7271 – End of my work week!

Tony’s Collections– I dig the Keyrings Man, that’s a lot of knickknacks.


Sick Call Excuse Generator.

mine is totally accurate – Tomorrow is Mental Health Day! SO Right! Long weekend coming up! Not even an excuse, but a long-planned weekend.


Doodles drawn on the bus, and a picture of Newt’s most grumpy face.

http://scottobear.com/lj/archives/033105/apeonaut.gif
Ape-O-Naut! See: Famous Monkeys Through History for more info.

http://scottobear.com/lj/archives/033105/busantman.gif
Man on the bus reading the paper and talking to nobody in particular. “We’re all ants! Those Fatcats in Washington don’t care about us!”

I don’t think I’ve ever used the term “fatcats” in writing before.. or said it before today. I like it. Say it with me, won’t you, journal? Fatcats. Fatcats. Fatcats.

http://scottobear.com/lj/archives/033105/newtsneer.jpg

Speaking of Fat Cats, this is Newt’s most withering gaze.
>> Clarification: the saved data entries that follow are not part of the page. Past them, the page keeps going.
//! SaveVault portfolio client
//!
//! Decodes contract reads, reconciles them with the local closed-deposit
//! record and derives everything the deposits, calculator and admin pages
//! display. Arithmetic lives in `savevault_model`.

pub mod closed_store;
pub mod config;
pub mod maturity_queue;
pub mod portfolio;
pub mod report;
pub mod snapshot;
pub mod watch;

pub use closed_store::{ClosedDeposits, StoreError};
pub use config::Config;
pub use maturity_queue::{MaturityQueue, Upcoming};
pub use portfolio::{
    build_portfolio, vault_overview, DepositView, InterestCoverage, Portfolio, VaultOverview,
};
pub use snapshot::{Snapshot, SnapshotError, VaultBalances};
pub use watch::{WatchEvent, Watcher};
Ok, he’s not really that fat.


Amazing how many people are seeding last night’s episode of lost (#19). It’s really the best time to grab it. over 7800 people seeding and more than 15,000 sharing pieces of it? No wonder it comes down the pipe so fast.


Moment of Lyric:

I miss your gentle voice
At lonely times like now
Saying it’ll be alright
I miss my friend
The one my heart and soul confided in
The one I felt the safest with
The one who knew just what to say
To make me laugh again
And let the light back in
I miss my friend


People at work are starting to forget that my cell phone isn’t for calling me on a whim. I have to answer it right away, because I’m the go-guy if the system breaks, or a tech has any issues. I don’t need to be called out of a shower to be asked about mundane work crap that can wait until office hours.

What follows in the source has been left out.